Her final duty station was at Fort Sam Houston from 1970-74 where was the Chief of the Army Health Nurse Program at Brooke Army Medical Center. It was at Fort Sam Houston where she retired from the Army in 1974.

Zachar said she had several memorable moments in her Army career, including being on a team of pediatric nurses who took care of children who were recipients of open-heart surgery while she was stationed at Fitzsimons Army Hospital, where she served from 1955-58; being awarded the Legion of Merit award and the Army Commendation Medal. She was also on the first promotion list to be promoted to lieutenant colonel in 1967 after the law was changed earlier that year.

She said her favorite assignment during her Army career was at Fort Sam Houston because of the people she got to work with during her role as Chief of the Army Health Nurse Program.

“It was just a friendly, beautiful assignment,” Zachar said. “I had a wonderful, professional staff to work with.”

Zachar married her second husband, Martin Zachar, whom she met while she was in the Army, in 1963. The couple was married for 36 years before Martin passed away in 1999.

Since becoming a resident at The Towers on Park Lane, Zachar has served on several committees at the senior residence facility and is the founder of the Towers Military Women Group, which she started 10 years ago. The group is made up of retired military women who reside in the senior residence facility and meet quarterly to share mementos, photos and share stories of their time in the service.

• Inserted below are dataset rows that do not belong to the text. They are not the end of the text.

use super::plan::{
    merge_rows, reject_duplicate_keys, sort_rows, ChangeType, ChangedRow, ReconciliationPlan,
};
use super::rows::{db_row, xml_row, TableRow, XmlRow};
use super::schema::{TableDefinition, TableSchema};
use super::types::ReconcileError;
use super::value::{KeyOrder, TableValue};
use crate::execution::Connection;
use tracing::{debug, info};

/// What a row hook decides for one parsed row.
#[derive(Debug, Clone, Copy, PartialEq, Eq)]
pub enum RowAction {
    /// Reconcile the row normally.
    Keep,
    /// Drop the row as if it were not there.
    Skip,
    /// Drop the row and record its key in the plan.
    Ignore,
    /// Keep the row, but never delete it. Only meaningful for stored rows.
    Protect,
}

pub type RowHook = Box<dyn Fn(&TableSchema, &TableRow) -> RowAction>;

/// Per-row callbacks run after parsing, one for each side.
#[derive(Default)]
pub struct RowHooks {
    pub db_row: Option<RowHook>,
    pub xml_row: Option<RowHook>,
}

impl RowHooks {
    pub fn new() -> Self {
        Self::default()
    }

    pub fn on_db_row(
        mut self,
        hook: impl Fn(&TableSchema, &TableRow) -> RowAction + 'static,
    ) -> Self {
        self.db_row = Some(Box::new(hook));
        self
    }

    pub fn on_xml_row(
        mut self,
        hook: impl Fn(&TableSchema, &TableRow) -> RowAction + 'static,
    ) -> Self {
        self.xml_row = Some(Box::new(hook));
        self
    }
}

/// Compares the declared rows of one table with its live contents.
///
/// The comparison runs once, on construction. A table that is missing, or
/// lacks a declared unique column, yields an empty plan.
#[derive(Debug)]
pub struct TableReconciler {
    table: String,
    schema: Option<TableSchema>,
    plan: ReconciliationPlan,
}

impl TableReconciler {
    pub fn new(
        conn: &mut dyn Connection,
        definition: &TableDefinition,
        rows: &[XmlRow],
    ) -> Result<Self, ReconcileError> {
        Self::with_hooks(conn, definition, rows, &RowHooks::default())
    }

    pub fn with_hooks(
        conn: &mut dyn Connection,
        definition: &TableDefinition,
        rows: &[XmlRow],
        hooks: &RowHooks,
    ) -> Result<Self, ReconcileError> {
        let mut reconciler = Self {
            table: definition.table.clone(),
            schema: None,
            plan: ReconciliationPlan::default(),
        };

        let info = conn.table_columns(&definition.table)?;
        let Some(schema) = TableSchema::build(definition, &info)? else {
            return Ok(reconciler);
        };

        let orders = probe_key_orders(conn, &schema)?;
        let mut ignored = Vec::new();

        let mut db_rows = Vec::new();
        for values in conn.query(&schema.values_select_sql())? {
            let mut row = db_row(&schema, values);
            if apply_hook(&schema, hooks.db_row.as_ref(), &mut row, &mut ignored) {
                db_rows.push(row);
            }
        }

        let mut xml_rows = Vec::new();
        for source in rows {
            let mut row = xml_row(&schema, definition, source)?;
            if apply_hook(&schema, hooks.xml_row.as_ref(), &mut row, &mut ignored) {
                xml_rows.push(row);
            }
        }

        sort_rows(&schema, &mut db_rows, &orders)?;
        sort_rows(&schema, &mut xml_rows, &orders)?;
        reject_duplicate_keys(&schema, &xml_rows, &orders)?;
        let changes = merge_rows(&schema, &db_rows, &xml_rows, &orders)?;

        reconciler.plan = ReconciliationPlan {
            rows: changes,
            ignored,
        };
        info!(
            table = %definition.table,
            add = reconciler.plan.count(ChangeType::Add),
            update = reconciler.plan.count(ChangeType::Update),
            remove = reconciler.plan.count(ChangeType::Remove),
            "Compared table with content"
        );
        reconciler.schema = Some(schema);
        Ok(reconciler)
    }

    pub fn table(&self) -> &str {
        &self.table
    }

    pub fn schema(&self) -> Option<&TableSchema> {
        self.schema.as_ref()
    }

    pub fn plan(&self) -> &ReconciliationPlan {
        &self.plan
    }

    pub fn changed_rows(&self) -> &[ChangedRow] {
        &self.plan.rows
    }

    pub fn ignored_keys(&self) -> &[TableValue] {
        &self.plan.ignored
    }

    /// SQL for all changes of one type, empty when there are none.
    pub fn sql(&self, change_type: ChangeType) -> Result<String, ReconcileError> {
        match &self.schema {
            Some(schema) => self.plan.sql(schema, change_type),
            None => Ok(String::new()),
        }
    }

    pub fn insert_sql(&self) -> Result<String, ReconcileError> {
        self.sql(ChangeType::Add)
    }

    pub fn update_sql(&self) -> Result<String, ReconcileError> {
        self.sql(ChangeType::Update)
    }

    pub fn delete_sql(&self) -> Result<String, ReconcileError> {
        self.sql(ChangeType::Remove)
    }
}

/// Look at one stored key to decide how keys order: elements that hold
/// numbers order numerically, everything else as text.
fn probe_key_orders(
    conn: &mut dyn Connection,
    schema: &TableSchema,
) -> Result<Vec<KeyOrder>, ReconcileError> {
    let width = schema.unique_column().len();
    let probe = conn.query(&schema.unique_probe_sql())?;
    let orders = match probe.first() {
        Some(values) => (0..width)
            .map(|i| match values.get(i) {
                Some(v) if v.is_numeric() => KeyOrder::Number,
                _ => KeyOrder::Text,
            })
            .collect(),
        None => vec![KeyOrder::Text; width],
    };
    debug!(table = %schema.table(), ?orders, "Probed key ordering");
    Ok(orders)
}

/// Returns whether the row takes part in the comparison.
fn apply_hook(
    schema: &TableSchema,
    hook: Option<&RowHook>,
    row: &mut TableRow,
    ignored: &mut Vec<TableValue>,
) -> bool {
    let action = hook.map_or(RowAction::Keep, |h| h(schema, row));
    match action {
        RowAction::Keep => true,
        RowAction::Skip => false,
        RowAction::Ignore => {
            if let Some(key) = row.key(schema) {
                ignored.push(key.clone());
            }
            false
        }
        RowAction::Protect => {
            row.protect();
            true
        }
    }
}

In addition, she has also given back to her hometown of Jefferson, Iowa, starting a scholarship in 1993 for the top female high school students who have graduated at the top of their class. Since the scholarship was established, Zachar said a total of $100,000 has been awarded to 70 students.

Zachar said she appreciated the 100th birthday celebration planned by her friend Edie Weiskotten which was attended by approximately 100 residents and staff members at The Towers on Park Lane. “It was beautiful,” Zachar said.